Tuesday, March 11, 2008

The CS undergrads' guide to writing your first resume, part 2

Ideally yesterday's post gave you the basic structure for your first resume. Today I'll give some more details on what to emphasize, and what to downplay if you want me to read your resume and call you for an interview.

The Top Things I Look For In Your Resume
  • A degree in Computer Science. I see lots of resumes from people with degree names like "Information and Decision Systems" or "Technology Management". I won't discount the value of those degrees, but for the kind of software development I do, my experience has been that a rock-solid understanding of computer science is the cost of admission. I'll always award bonus points for a minor or a second major that reflects to your interests and could be applied in your work.
  • A good GPA. For many schools, especially the top-tier schools, this means roughly something over a 3.5. I know you think college is hard and I don't understand your courseload and blah blah blah, but the fact of the matter is, a large part of your success in college is determined by your ability to manage and schedule your time and your work. If you had a B average, my first hypothesis is that you can't manage your own time, and transitioning to the professional world isn't going to make that problem magically go away.
  • Did you do more than just go to class? This is where you really set yourself apart from every other graduating senior with a degree in Computer Science. If you think you went to college for the classes, you really wasted the other 158 hours of every week.
  • As a follow-on to the last point: did you demonstrate leadership talent outside of class? Most people shouldn't be President of Student Government, but you can be Vice President of Students for the Exploration and Development of Space. Heck, I was. I'm not saying that I only want to hire leaders, but I am interested in people who are willing to step up and volunteer their time and energy to do something larger than themselves. These are the people who see a problem and attack it, not just complain about it. Even better than taking on a volunteer leadership role is taking on an elected leadership role - it demonstrates that other people look to you as a leader.
  • Interesting projects. For me, if I read a project description on your resume of something I don't know how to do myself, I'll want to talk to you just so I can learn more about that project. Translation: while you're in school, look for opportunities to do hard projects. The homework assignments in your intro CS class aren't going to cut it, and the final project in Operating Systems probably won't, either. Get involved in a research group, or start something with your friends, but set out to tackle something difficult. Great big warning: if you list a project on your resume, be ready to answer questions about any aspect of it. Any hint of bullshit on this point will taint the outcome of your interview.
I appreciate that this list is completely useless if you're about to graduate with a C average in Database Systems, having done nothing outside of the classroom except get high. Sorry.

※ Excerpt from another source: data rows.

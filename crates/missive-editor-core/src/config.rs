//! Composer configuration.
//!
//! Every field has a default, so a config file only needs the keys it
//! changes. Files are read as JSON or TOML depending on their extension.

use std::path::Path;

use serde::{Deserialize, Serialize};

use crate::error::ConfigError;
use crate::history::{DEFAULT_MAX_ENTRIES, MIN_ENTRIES};
use crate::markdown::RenderOptions;

#[derive(Debug, Clone, Default, PartialEq, Eq, Serialize, Deserialize)]
#[serde(default)]
pub struct ComposerConfig {
    pub history: HistoryConfig,
    pub markdown: MarkdownConfig,
}

/// Snapshot history settings.
#[derive(Debug, Clone, PartialEq, Eq, Serialize, Deserialize)]
#[serde(default)]
pub struct HistoryConfig {
    /// Entries kept before the oldest is evicted.
    pub max_entries: usize,
    /// Snapshot before space and enter.
    pub snapshot_on_whitespace: bool,
    /// Snapshot before backspace and delete.
    pub snapshot_on_delete: bool,
    /// Snapshot before paste and cut.
    pub snapshot_on_clipboard: bool,
}

impl Default for HistoryConfig {
    fn default() -> Self {
        Self {
            max_entries: DEFAULT_MAX_ENTRIES,
            snapshot_on_whitespace: true,
            snapshot_on_delete: true,
            snapshot_on_clipboard: true,
        }
    }
}

/// Attribute values written by the markdown serializer.
#[derive(Debug, Clone, PartialEq, Eq, Serialize, Deserialize)]
#[serde(default)]
pub struct MarkdownConfig {
    pub spoiler_entity_type: String,
    pub document_id_attribute: String,
}

impl Default for MarkdownConfig {
    fn default() -> Self {
        let options = RenderOptions::default();
        Self {
            spoiler_entity_type: options.spoiler_entity_type().to_owned(),
            document_id_attribute: options.document_id_attribute().to_owned(),
        }
    }
}

impl TryFrom<&MarkdownConfig> for RenderOptions {
    type Error = ConfigError;

    fn try_from(config: &MarkdownConfig) -> Result<Self, Self::Error> {
        RenderOptions::new(
            config.spoiler_entity_type.clone(),
            config.document_id_attribute.clone(),
        )
    }
}

impl ComposerConfig {
    pub fn from_json_str(s: &str) -> Result<Self, ConfigError> {
        let config: Self = serde_json::from_str(s)?;
        config.validate()
    }

    pub fn from_toml_str(s: &str) -> Result<Self, ConfigError> {
        let config: Self = toml::from_str(s)?;
        config.validate()
    }

    /// Load from a `.json` or `.toml` file.
    pub fn load(path: impl AsRef<Path>) -> Result<Self, ConfigError> {
        let path = path.as_ref();
        let extension = path.extension().and_then(|ext| ext.to_str());
        let config = match extension {
            Some("json") => Self::from_json_str(&std::fs::read_to_string(path)?)?,
            Some("toml") => Self::from_toml_str(&std::fs::read_to_string(path)?)?,
            other => return Err(ConfigError::UnsupportedFormat(other.map(str::to_owned))),
        };
        tracing::debug!(target: "missive::config", path = %path.display(), "loaded config");
        Ok(config)
    }

    /// Fails only for a config built in code with an invalid attribute
    /// name; loaded configs are already validated.
    pub fn render_options(&self) -> Result<RenderOptions, ConfigError> {
        RenderOptions::try_from(&self.markdown)
    }

    fn validate(self) -> Result<Self, ConfigError> {
        if self.history.max_entries < MIN_ENTRIES {
            return Err(ConfigError::MaxEntries {
                min: MIN_ENTRIES,
                got: self.history.max_entries,
            });
        }
        self.render_options()?;
        Ok(self)
    }
}

#[cfg(test)]
mod tests {
    use super::*;

    #[test]
    fn test_defaults() {
        let config = ComposerConfig::default();
        assert_eq!(config.history.max_entries, 100);
        assert!(config.history.snapshot_on_whitespace);
        assert_eq!(config.render_options().unwrap(), RenderOptions::default());
    }

    #[test]
    fn test_partial_json_fills_defaults() {
        let config =
            ComposerConfig::from_json_str(r#"{"history": {"max_entries": 20}}"#).unwrap();
        assert_eq!(config.history.max_entries, 20);
        assert!(config.history.snapshot_on_clipboard);
        assert_eq!(config.markdown, MarkdownConfig::default());
    }

    #[test]
    fn test_toml() {
        let config = ComposerConfig::from_toml_str(
            r#"
            [history]
            snapshot_on_delete = false

            [markdown]
            spoiler_entity_type = "MessageEntitySpoiler"
            "#,
        )
        .unwrap();
        assert!(!config.history.snapshot_on_delete);
        assert_eq!(config.history.max_entries, 100);
        assert_eq!(
            config.render_options().unwrap().spoiler_entity_type(),
            "MessageEntitySpoiler"
        );
    }

    #[test]
    fn test_rejects_tiny_capacity() {
        let err = ComposerConfig::from_json_str(r#"{"history": {"max_entries": 1}}"#)
            .unwrap_err();
        insta::assert_snapshot!(err, @"history.max_entries must be at least 2, got 1");
    }

    #[test]
    fn test_rejects_unsafe_attribute_name() {
        let err = ComposerConfig::from_toml_str(
            r#"
            [markdown]
            document_id_attribute = "x onerror=alert(1)"
            "#,
        )
        .unwrap_err();
        insta::assert_snapshot!(
            err,
            @r#"markdown.document_id_attribute "x onerror=alert(1)" is not a valid attribute name"#
        );

        let mut config = ComposerConfig::default();
        config.markdown.document_id_attribute = "a\"b".into();
        assert!(matches!(
            config.render_options(),
            Err(ConfigError::AttributeName(name)) if name == "a\"b"
        ));
    }

    #[test]
    fn test_parse_errors() {
        assert!(matches!(
            ComposerConfig::from_json_str("{"),
            Err(ConfigError::Json(_))
        ));
        assert!(matches!(
            ComposerConfig::from_toml_str("history = 3"),
            Err(ConfigError::Toml(_))
        ));
    }

    #[test]
    fn test_load_by_extension() {
        let dir = tempfile::tempdir().unwrap();

        let toml_path = dir.path().join("composer.toml");
        std::fs::write(&toml_path, "[history]\nmax_entries = 5\n").unwrap();
        assert_eq!(ComposerConfig::load(&toml_path).unwrap().history.max_entries, 5);

        let yaml_path = dir.path().join("composer.yaml");
        assert!(matches!(
            ComposerConfig::load(&yaml_path),
            Err(ConfigError::UnsupportedFormat(Some(ext))) if ext == "yaml"
        ));

        assert!(matches!(
            ComposerConfig::load(dir.path().join("missing.json")),
            Err(ConfigError::Io(_))
        ));
    }
}
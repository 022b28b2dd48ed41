//! Text extraction: pull the text layer out of a staged PDF, fail-soft.
//!
//! The recommendation stage only ever looks for keywords, so a report whose
//! text cannot be read is still answerable: it simply matches no markers.
//! [`extract_text`] therefore never returns an error. Any failure (unreadable
//! file, parser error, parser panic, zero pages, no text at all) produces an
//! [`ExtractedText`] with `extraction_succeeded = false` and the configured
//! fallback string.
//!
//! ## Why spawn_blocking?
//!
//! `pdf-extract` is synchronous and CPU-bound, and it is known to panic on
//! some malformed inputs. Running it on the blocking pool keeps Tokio worker
//! threads free, and a panic there surfaces as a `JoinError` that we can
//! treat like any other parse failure.

use crate::error::AnalyzerError;
use serde::{Deserialize, Serialize};
use std::path::Path;
use std::sync::Arc;
use tracing::{debug, warn};

/// Text pulled from one document.
#[derive(Debug, Clone, PartialEq, Eq, Serialize, Deserialize)]
pub struct ExtractedText {
    /// Pages the parser reported (0 when the document could not be parsed).
    pub page_count: usize,
    /// Concatenated page text, or the fallback string.
    pub text: String,
    pub extraction_succeeded: bool,
}

impl ExtractedText {
    /// A degraded result carrying `fallback` in place of real text.
    pub fn degraded(page_count: usize, fallback: &str) -> Self {
        Self {
            page_count,
            text: fallback.to_string(),
            extraction_succeeded: false,
        }
    }
}

/// Backend that turns PDF bytes into per-page text.
///
/// Implementations may fail (or even panic); [`extract_text`] absorbs both.
pub trait TextExtractor: Send + Sync {
    fn extract_pages(&self, pdf_bytes: &[u8]) -> Result<Vec<String>, AnalyzerError>;
}

/// Text-layer extractor built on the `pdf-extract` crate.
///
/// Handles digital PDFs with embedded text. Scanned reports have no text
/// layer and come back blank, which degrades to the fallback text.
pub struct PdfTextExtractor;

impl TextExtractor for PdfTextExtractor {
    fn extract_pages(&self, pdf_bytes: &[u8]) -> Result<Vec<String>, AnalyzerError> {
        pdf_extract::extract_text_from_mem_by_pages(pdf_bytes)
            .map_err(|e| AnalyzerError::ExtractionFailed(e.to_string()))
    }
}

/// Extract the text of the PDF at `path`, degrading to `fallback` on any failure.
pub async fn extract_text(
    path: &Path,
    extractor: Arc<dyn TextExtractor>,
    fallback: &str,
) -> ExtractedText {
    let path = path.to_path_buf();

    let joined = tokio::task::spawn_blocking(move || {
        let bytes = std::fs::read(&path)
            .map_err(|e| AnalyzerError::ExtractionFailed(format!("read {}: {e}", path.display())))?;
        extractor.extract_pages(&bytes)
    })
    .await;

    let pages = match joined {
        Ok(Ok(pages)) => pages,
        Ok(Err(e)) => {
            warn!("Extraction degraded: {}", e);
            return ExtractedText::degraded(0, fallback);
        }
        Err(e) => {
            warn!("Extraction degraded: parser task failed: {}", e);
            return ExtractedText::degraded(0, fallback);
        }
    };

    let page_count = pages.len();
    let text = join_pages(&pages);

    if text.trim().is_empty() {
        warn!("Extraction degraded: {} page(s) but no text layer", page_count);
        return ExtractedText::degraded(page_count, fallback);
    }

    debug!("Extracted {} chars from {} page(s)", text.len(), page_count);
    ExtractedText {
        page_count,
        text,
        extraction_succeeded: true,
    }
}

fn join_pages(pages: &[String]) -> String {
    let mut text = String::new();
    for page in pages {
        let page = page.trim_end();
        if page.is_empty() {
            continue;
        }
        text.push_str(page);
        text.push('\n');
    }
    text
}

Also, and this is not critical, but please, pretty please, use a format that will work on my platform. Since you have no idea what platform I'm using, go with something nice and portable. PDF is still the gold standard, though I'd be very impressed by anyone who sent me a resume by sharing a Google Document. Plain text works as well, though it severely limits your formatting choices. Whatever you do, just stay away from MS Word - almost any fancy formatting you do in word will not translate correctly into, for example, a Linux-based word processor like OpenOffice. I have a fixed amount of time to review your resume, and if I spend most of that time piecing together bits of text that wound up splayed across several pages, I'm probably not going to notice that hidden gem of a project you did sophomore year.

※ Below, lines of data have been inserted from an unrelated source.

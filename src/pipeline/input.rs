//! Input resolution for the command line: turn a path or URL into an
//! [`UploadedDocument`], the same value the HTTP handler builds from a
//! multipart field.
//!
//! Nothing is validated here beyond "the bytes could be read". Extension and
//! emptiness checks belong to [`crate::pipeline::intake`], so both entry
//! points reject exactly the same inputs.

use crate::error::AnalyzerError;
use crate::pipeline::intake::UploadedDocument;
use std::path::{Path, PathBuf};
use tracing::{debug, info};

/// Check if the input string looks like a URL.
pub fn is_url(input: &str) -> bool {
    input.starts_with("http://") || input.starts_with("https://")
}

/// Load the document named by `input`, downloading it when it is a URL.
pub async fn resolve_input(input: &str, timeout_secs: u64) -> Result<UploadedDocument, AnalyzerError> {
    if is_url(input) {
        download_url(input, timeout_secs).await
    } else {
        read_local(Path::new(input)).await
    }
}

/// Read a local file into memory.
pub async fn read_local(path: &Path) -> Result<UploadedDocument, AnalyzerError> {
    let bytes = tokio::fs::read(path).await.map_err(|e| match e.kind() {
        std::io::ErrorKind::NotFound => AnalyzerError::FileNotFound {
            path: path.to_path_buf(),
        },
        _ => AnalyzerError::Internal(format!("Failed to read '{}': {}", path.display(), e)),
    })?;

    let filename = path
        .file_name()
        .map(|n| n.to_string_lossy().into_owned())
        .unwrap_or_else(|| path.display().to_string());

    debug!("Read local report: {} ({} bytes)", path.display(), bytes.len());
    Ok(UploadedDocument::new(bytes, filename))
}

/// Download a URL into memory.
async fn download_url(url: &str, timeout_secs: u64) -> Result<UploadedDocument, AnalyzerError> {
    info!("Downloading report from: {}", url);

    let failed = |reason: String| AnalyzerError::DownloadFailed {
        url: url.to_string(),
        reason,
    };

    let client = reqwest::Client::builder()
        .timeout(std::time::Duration::from_secs(timeout_secs))
        .build()
        .map_err(|e| failed(e.to_string()))?;

    let response = client.get(url).send().await.map_err(|e| {
        if e.is_timeout() {
            failed(format!("timed out after {timeout_secs}s"))
        } else {
            failed(e.to_string())
        }
    })?;

    if !response.status().is_success() {
        return Err(failed(format!("HTTP {}", response.status())));
    }

    let bytes = response.bytes().await.map_err(|e| failed(e.to_string()))?;
    let filename = filename_from_url(url);

    info!("Downloaded {} bytes as '{}'", bytes.len(), filename);
    Ok(UploadedDocument::new(bytes.to_vec(), filename))
}

/// Last path segment of `url` when it looks like a file name.
fn filename_from_url(url: &str) -> String {
    if let Ok(parsed) = reqwest::Url::parse(url) {
        if let Some(mut segments) = parsed.path_segments() {
            if let Some(last) = segments.next_back() {
                if !last.is_empty() && last.contains('.') {
                    return last.to_string();
                }
            }
        }
    }

    "downloaded.pdf".to_string()
}

/// Display name for a CLI input, used in progress output.
pub fn display_name(input: &str) -> String {
    if is_url(input) {
        filename_from_url(input)
    } else {
        PathBuf::from(input)
            .file_name()
            .map(|n| n.to_string_lossy().into_owned())
            .unwrap_or_else(|| input.to_string())
    }
}

#[cfg(test)]
mod tests {
    use super::*;
    use std::io::Write;

    #[test]
    fn test_is_url() {
        assert!(is_url("https://example.com/doc.pdf"));
        assert!(is_url("http://example.com/doc.pdf"));
        assert!(!is_url("/tmp/doc.pdf"));
        assert!(!is_url("doc.pdf"));
        assert!(!is_url(""));
    }

    #[test]
    fn filenames_from_urls() {
        assert_eq!(filename_from_url("https://lab.example/r/blood.pdf"), "blood.pdf");
        assert_eq!(filename_from_url("https://lab.example/r/"), "downloaded.pdf");
        assert_eq!(filename_from_url("https://lab.example/latest"), "downloaded.pdf");
        assert_eq!(display_name("/tmp/x/report.pdf"), "report.pdf");
    }

    #[tokio::test]
    async fn reads_local_file() {
        let mut f = tempfile::Builder::new().suffix(".pdf").tempfile().unwrap();
        f.write_all(b"%PDF-1.4 test").unwrap();
        let doc = read_local(f.path()).await.unwrap();
        assert_eq!(doc.size_bytes(), 13);
        assert!(doc.filename.ends_with(".pdf"));
    }

    #[tokio::test]
    async fn missing_local_file_is_not_found() {
        let err = resolve_input("/definitely/not/here.pdf", 5).await.unwrap_err();
        assert!(matches!(err, AnalyzerError::FileNotFound { .. }));
    }
}
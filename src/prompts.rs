//! Agent personas and task prompts for the LLM text source.
//!
//! Centralising every prompt here keeps [`crate::pipeline::llm`] free of
//! wording: it only knows how to run an ordered list of [`TaskSpec`]s.
//! Unit tests can inspect the plans directly without a provider.
//!
//! Personas are plain `'static` records, built at compile time and never
//! mutated, so they are shared freely between concurrent requests.

use crate::config::AnalysisMode;

/// Who answers a task: rendered into the system message.
#[derive(Debug, Clone, Copy, PartialEq, Eq)]
pub struct AgentPersona {
    pub role: &'static str,
    pub goal: &'static str,
    pub backstory: &'static str,
}

impl AgentPersona {
    /// The system message for this persona.
    pub fn system_prompt(&self) -> String {
        format!(
            "You are a {}.\n\nGoal: {}\n\n{}\n\n{}",
            self.role, self.goal, self.backstory, SAFETY_RULES
        )
    }
}

/// One step of a sequential plan: an instruction plus the shape of its answer.
#[derive(Debug, Clone, Copy, PartialEq, Eq)]
pub struct TaskSpec {
    /// Stable task name used in logs, progress events, and errors.
    pub name: &'static str,
    pub agent: &'static AgentPersona,
    /// Instruction; `{query}` is replaced with the caller's query.
    pub description: &'static str,
    pub expected_output: &'static str,
}

impl TaskSpec {
    /// Build the user message for this task.
    ///
    /// `prior` holds `(task name, output)` pairs from earlier steps so later
    /// specialists can build on the doctor's findings.
    pub fn user_prompt(&self, query: &str, report_text: &str, prior: &[(&str, &str)]) -> String {
        let mut prompt = self.description.replace("{query}", query);
        prompt.push_str("\n\nExpected output:\n");
        prompt.push_str(self.expected_output);
        prompt.push_str("\n\nBlood test report text:\n\"\"\"\n");
        prompt.push_str(report_text);
        prompt.push_str("\n\"\"\"");
        for (name, output) in prior {
            prompt.push_str(&format!("\n\nContext from the previous task ({name}):\n\"\"\"\n{output}\n\"\"\""));
        }
        prompt
    }
}

/// Appended to every persona's system message.
pub const SAFETY_RULES: &str = "Always state that the analysis is informational and does not replace \
consultation with a qualified healthcare provider. Do not invent values that are not present in \
the report. Output plain text only; do not wrap the answer in code fences.";

pub static DOCTOR: AgentPersona = AgentPersona {
    role: "Senior Medical Doctor and Blood Test Analyst",
    goal: "Analyze blood test reports accurately and provide professional medical insights",
    backstory: "You are an experienced medical doctor with 15+ years of experience in laboratory \
medicine. You interpret blood test results against normal reference ranges and explain any \
abnormalities clearly, always prioritising patient safety.",
};

pub static NUTRITIONIST: AgentPersona = AgentPersona {
    role: "Clinical Nutritionist and Dietitian",
    goal: "Provide evidence-based nutrition recommendations based on blood test results",
    backstory: "You are a registered dietitian trained in medical nutrition therapy. You correlate \
blood biomarkers with nutritional status and give practical, science-based dietary advice.",
};

pub static EXERCISE_SPECIALIST: AgentPersona = AgentPersona {
    role: "Clinical Exercise Physiologist",
    goal: "Design safe and effective exercise programs based on blood test results",
    backstory: "You are a certified clinical exercise physiologist. You understand how blood \
markers relate to exercise capacity and safety, and you favour gradual, well-monitored progression.",
};

pub static HELP_PATIENTS: TaskSpec = TaskSpec {
    name: "help_patients",
    agent: &DOCTOR,
    description: "Analyze the user's blood test report and provide medical insights for their query: {query}

Your analysis should include:
1. Review of key blood markers and their values
2. Identification of any values outside normal reference ranges
3. Clinical significance of abnormal findings
4. General health recommendations based on the results
5. Suggestions for follow-up or monitoring if needed",
    expected_output: "A blood test analysis with a summary of key findings, explanation of abnormal \
values, a general health assessment, follow-up recommendations, and a clear disclaimer, written \
in language suitable for patients.",
};

pub static NUTRITION_ANALYSIS: TaskSpec = TaskSpec {
    name: "nutrition_analysis",
    agent: &NUTRITIONIST,
    description: "Analyze the blood test report to provide evidence-based nutrition recommendations for the user's query: {query}

Focus on:
1. Blood markers related to nutritional status (glucose, lipids, vitamins, minerals)
2. Dietary changes that address deficiencies or imbalances
3. Foods to emphasize or limit
4. Practical meal planning suggestions",
    expected_output: "Nutrition recommendations covering the relevant markers, foods to emphasize \
and limit, meal planning tips, and a timeline for reassessment.",
};

pub static EXERCISE_PLANNING: TaskSpec = TaskSpec {
    name: "exercise_planning",
    agent: &EXERCISE_SPECIALIST,
    description: "Create a safe and effective exercise program based on the blood test results and the user's query: {query}

Consider:
1. Current health status as indicated by blood markers
2. Contraindications or precautions
3. Appropriate intensity, duration, and frequency
4. A progression plan with monitoring guidelines",
    expected_output: "An exercise program with readiness assessment, specific recommendations \
(type, intensity, duration, frequency), safety considerations, and a progressive weekly plan.",
};

/// The ordered task plan for `mode`.
///
/// Verification has no plan: it always answers with the static approval
/// template and never consults the LLM.
pub fn task_plan(mode: AnalysisMode) -> &'static [&'static TaskSpec] {
    static COMPREHENSIVE: [&TaskSpec; 3] = [&HELP_PATIENTS, &NUTRITION_ANALYSIS, &EXERCISE_PLANNING];
    static NUTRITION: [&TaskSpec; 2] = [&HELP_PATIENTS, &NUTRITION_ANALYSIS];
    static EXERCISE: [&TaskSpec; 2] = [&HELP_PATIENTS, &EXERCISE_PLANNING];

    match mode {
        AnalysisMode::Comprehensive => &COMPREHENSIVE,
        AnalysisMode::Nutrition => &NUTRITION,
        AnalysisMode::Exercise => &EXERCISE,
        AnalysisMode::Verification => &[],
    }
}

#[cfg(test)]
mod tests {
    use super::*;

    fn names(mode: AnalysisMode) -> Vec<&'static str> {
        task_plan(mode).iter().map(|t| t.name).collect()
    }

    #[test]
    fn plans_per_mode() {
        assert_eq!(
            names(AnalysisMode::Comprehensive),
            vec!["help_patients", "nutrition_analysis", "exercise_planning"]
        );
        assert_eq!(names(AnalysisMode::Nutrition), vec!["help_patients", "nutrition_analysis"]);
        assert_eq!(names(AnalysisMode::Exercise), vec!["help_patients", "exercise_planning"]);
        assert!(names(AnalysisMode::Verification).is_empty());
    }

    #[test]
    fn user_prompt_carries_query_report_and_context() {
        let p = NUTRITION_ANALYSIS.user_prompt(
            "Is my diet OK?",
            "Cholesterol: 245",
            &[("help_patients", "LDL is elevated")],
        );
        assert!(p.contains("for the user's query: Is my diet OK?"));
        assert!(p.contains("Cholesterol: 245"));
        assert!(p.contains("Context from the previous task (help_patients)"));
        assert!(p.contains("LDL is elevated"));
        assert!(!p.contains("{query}"));
    }

    #[test]
    fn system_prompt_includes_role_and_safety_rules() {
        let s = DOCTOR.system_prompt();
        assert!(s.starts_with("You are a Senior Medical Doctor"));
        assert!(s.contains(SAFETY_RULES));
    }
}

I've found a common problem on resumes is to really drum up things that turn out not to be that important. This is based entirely on my experience on the observed correlation between background and impact as an engineer. To wit, here are ...

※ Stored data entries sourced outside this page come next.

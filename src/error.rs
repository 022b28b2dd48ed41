//! Error types for the bloodreport library.
//!
//! There is one fatal error type, [`AnalyzerError`], returned as
//! `Err(AnalyzerError)` from the [`crate::analyze`] entry points.
//!
//! Extraction trouble is deliberately *not* represented here as a surfaced
//! failure: a PDF that cannot be parsed degrades to fallback text and the
//! request carries on (see [`crate::pipeline::extract`]). The only variants a
//! caller is expected to show as a client mistake are the intake rejections,
//! [`AnalyzerError::InvalidFormat`], [`AnalyzerError::EmptyPayload`] and
//! [`AnalyzerError::MissingFile`]; every other variant funnels into one
//! generic "processing error" path.

use std::path::PathBuf;
use thiserror::Error;

/// All fatal errors returned by the bloodreport library.
#[derive(Debug, Error)]
pub enum AnalyzerError {
    // ── Intake errors ─────────────────────────────────────────────────────
    /// The uploaded filename does not carry a `.pdf` extension.
    #[error("Please upload a PDF file (got '{filename}')")]
    InvalidFormat { filename: String },

    /// The upload contained zero bytes.
    #[error("Uploaded file is empty")]
    EmptyPayload,

    /// The multipart request had no `file` field.
    #[error("No file provided")]
    MissingFile,

    /// The request was malformed in some other way (unreadable multipart body).
    #[error("Invalid request: {0}")]
    BadRequest(String),

    // ── Input errors (CLI) ────────────────────────────────────────────────
    /// Input file was not found at the given path.
    #[error("Report file not found: '{path}'")]
    FileNotFound { path: PathBuf },

    /// HTTP URL was syntactically valid but download failed.
    #[error("Failed to download '{url}': {reason}")]
    DownloadFailed { url: String, reason: String },

    // ── Staging errors ────────────────────────────────────────────────────
    /// The upload could not be written to the staging directory.
    #[error("Failed to stage upload in '{dir}': {source}")]
    StagingFailed {
        dir: PathBuf,
        #[source]
        source: std::io::Error,
    },

    // ── Extraction (internal only) ────────────────────────────────────────
    /// The PDF parser rejected the document.
    ///
    /// Never leaves [`crate::pipeline::extract::extract_text`]; it is turned
    /// into fallback text there.
    #[error("PDF text extraction failed: {0}")]
    ExtractionFailed(String),

    // ── LLM errors ────────────────────────────────────────────────────────
    /// The configured provider is not initialised (missing API key etc.).
    #[error("LLM provider '{provider}' is not configured.\n{hint}")]
    ProviderNotConfigured { provider: String, hint: String },

    /// A task in the LLM plan failed after every retry.
    #[error("LLM task '{task}' failed after {retries} retries: {message}")]
    LlmApiError {
        task: String,
        retries: u32,
        message: String,
    },

    // ── Config errors ─────────────────────────────────────────────────────
    /// Builder validation failed or a keyword table could not be parsed.
    #[error("Invalid configuration: {0}")]
    InvalidConfig(String),

    // ── Catch-all ─────────────────────────────────────────────────────────
    /// Unexpected internal error.
    #[error("Internal error: {0}")]
    Internal(String),
}

impl AnalyzerError {
    /// True for rejections caused by the caller's upload rather than by the service.
    pub fn is_client_error(&self) -> bool {
        matches!(
            self,
            AnalyzerError::InvalidFormat { .. }
                | AnalyzerError::EmptyPayload
                | AnalyzerError::MissingFile
                | AnalyzerError::BadRequest(_)
        )
    }

    /// Stable machine-readable code used in HTTP error bodies.
    pub fn code(&self) -> &'static str {
        match self {
            AnalyzerError::InvalidFormat { .. } => "INVALID_FORMAT",
            AnalyzerError::EmptyPayload => "EMPTY_PAYLOAD",
            AnalyzerError::MissingFile => "MISSING_FILE",
            AnalyzerError::BadRequest(_) => "BAD_REQUEST",
            _ => "PROCESSING_ERROR",
        }
    }
}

The Top Things I Don't Look For In Your Resume
  • An extremely high GPA. Once you go beyond the 3.5 - 3.75 range, there's a leveling effect; in my experience the kid who got a 4.0 is just as likely to be good at writing software as the kid with a 3.75.
  • A top-tier school. There are a huge number of benefits to going to one of the three or four "best" CS schools in the country, but they seem to have little predictive power in the quality of the work someone will do professionally. I've known too many screwups from MIT and CMU, and too many rock stars from lesser-known schools, to care too much about where you got your degree.
Caveat: Sure, if you went to CMU, that's an added bonus for me, because I know we immediately have some common background and we can swap stories about Mark Stehlik or late nights spent in Wean. But that's still not going to get you a job, and if the rest of your resume is weak, it might not even get you an interview.
  • Some minor contribution to some minor open-source project. Open source is great, and as an undergrad, contributing to an open source project is a great way to get some exposure to real software development. However, your two-line contribution to libsecondlife, correcting the spelling of "Linden" in the comments, is really not going to get me excited, so please let's just skip it.
Obviously none of the items on this list should be considered a negative; I'm just saying that don't waste a few dozen words extolling the virtues of MIT, or trying to convince me of the quality of your non-MIT school. Tomorrow we'll cover the real pitfalls that destroy a lot of otherwise strong resumes.